Throughout his career, Chris has led many innovative initiatives such as the introduction of pre-hospital 12 lead ECG’s in Ireland, CPR & AED Training in Primary Schools and the introduction of a blended learning approach for Advanced Life Support training.  He is also experienced in clinical audit and has contributed to learning at organisational level through the development of a robust process of clinical audit which included reflective discussion.

Chris is a member of the Pre-Hospital Emergency Care Council’s (PHECC) Education & Standards Committee.  He is chair of PHECC’s Research Working Group and is also a member of the PHECC working groups relating to Paramedic Examinations and Continuous Professional Competency (CPC) Education for practitioners.

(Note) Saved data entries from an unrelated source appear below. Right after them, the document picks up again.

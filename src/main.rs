//! # EchoMail — Scheduled Email Sequence Dispatcher
//!
//! Sends scheduled email sequences to their recipient lists, reschedules
//! recurring ones, and tracks opens with a pixel endpoint.
//!
//! Usage:
//!   echomail                         # Start the gateway server
//!   echomail --once                  # Run a single dispatch pass and exit
//!   echomail --config custom.toml    # Use a specific config file

use std::path::PathBuf;
use std::sync::Arc;

use anyhow::Result;
use clap::Parser;
use tracing_subscriber::EnvFilter;

use echomail_core::config::EchomailConfig;
use echomail_engine::SequenceRunner;
use echomail_mailer::{MailTransport, SmtpMailer};
use echomail_store::MailStore;

#[derive(Parser)]
#[command(
    name = "echomail",
    version,
    about = "📬 EchoMail — Scheduled Email Sequence Dispatcher"
)]
struct Cli {
    /// Path to the config file (default: ~/.echomail/config.toml)
    #[arg(short, long)]
    config: Option<PathBuf>,

    /// Run one dispatch pass and exit instead of serving HTTP
    #[arg(long)]
    once: bool,

    /// Verbose logging
    #[arg(short, long)]
    verbose: bool,
}

#[tokio::main]
async fn main() -> Result<()> {
    let cli = Cli::parse();

    let filter = if cli.verbose {
        "echomail=debug,tower_http=debug"
    } else {
        "echomail=info"
    };
    tracing_subscriber::fmt()
        .with_env_filter(EnvFilter::try_from_default_env().unwrap_or_else(|_| EnvFilter::new(filter)))
        .with_target(false)
        .init();

    let config = match &cli.config {
        Some(path) => EchomailConfig::load_from(path)?,
        None => EchomailConfig::load()?,
    };
    config.validate()?;

    if cli.once {
        let store = Arc::new(MailStore::open(&config.store.resolved_path())?);
        let mailer: Arc<dyn MailTransport> = Arc::new(SmtpMailer::new(&config.smtp)?);
        let runner = SequenceRunner::new(store, mailer, &config);

        let summary = runner.run_pass(chrono::Utc::now()).await?;
        tracing::info!("📬 Pass complete: {} mail(s) sent", summary.sent);
        for (id, reason) in &summary.errors {
            tracing::error!("❌ Sequence {id}: {reason}");
        }
        if !summary.errors.is_empty() {
            std::process::exit(1);
        }
        return Ok(());
    }

    println!("📬 EchoMail v{}", env!("CARGO_PKG_VERSION"));
    println!("   🌐 Gateway:  http://{}:{}", config.server.host, config.server.port);
    println!("   🗄️  Store:    {}", config.store.resolved_path().display());
    println!("   ✉️  SMTP:     {}:{}", config.smtp.host, config.smtp.port);
    println!();

    echomail_gateway::start(&config).await?;
    Ok(())
}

Chris will bring a research interest in areas such as:  Reflective Practice, Video-assisted structured reflection, Debriefing, the Flipped Classroom and the evaluation of alternative learning strategies for pre-hospital emergency care practitioners to the work of EQI and will be active in the development of evaluation processes in healthcare and allied professional areas.

Dr John O'Hara 

John O'Hara

John O’Hara has worked in ESL and Teacher Education in Europe and South East Asia for nearly 20 years. He recently completed his Ph.D under the supervision of Joe O’Hara. John has a particulari nterest in teacher education in development contexts. His research is related to whether the current model of education and development – with a predominant unidirectional policy and funding flow from the global north to the global south – takes local contexts into consideration, or propagates the use of decontextualized global policies in local contexts.

 

Denise Freir

Denise Freir

Denise Freir is currently employed as a Research Administrator in the Institute of Education and is a Researcher at EQI.  Prior to this, she worked in a number of programme support positions throughout Dublin City University, as well as in Registry as Assistant Enrolment Officer

She has a Bachelor of Business Studies and an MA in International Relations from DCU.  Following completion of her MA, she worked part-time for the Irish-African institutional linkage project in DCU which focused on strengthening the capacity for development-related research across a spectrum of disciplines. During her time in the Business School, she was involved in an EU funded project which focused on the strategies of social partners to address precarious work in Central Eastern European countries and Greece.  More recently she was commissioned by Dochas (The Irish Association of Non-Governmental Development Organisations) to undertake research to analyse the types of jobs being advertised by the Irish NGO sector.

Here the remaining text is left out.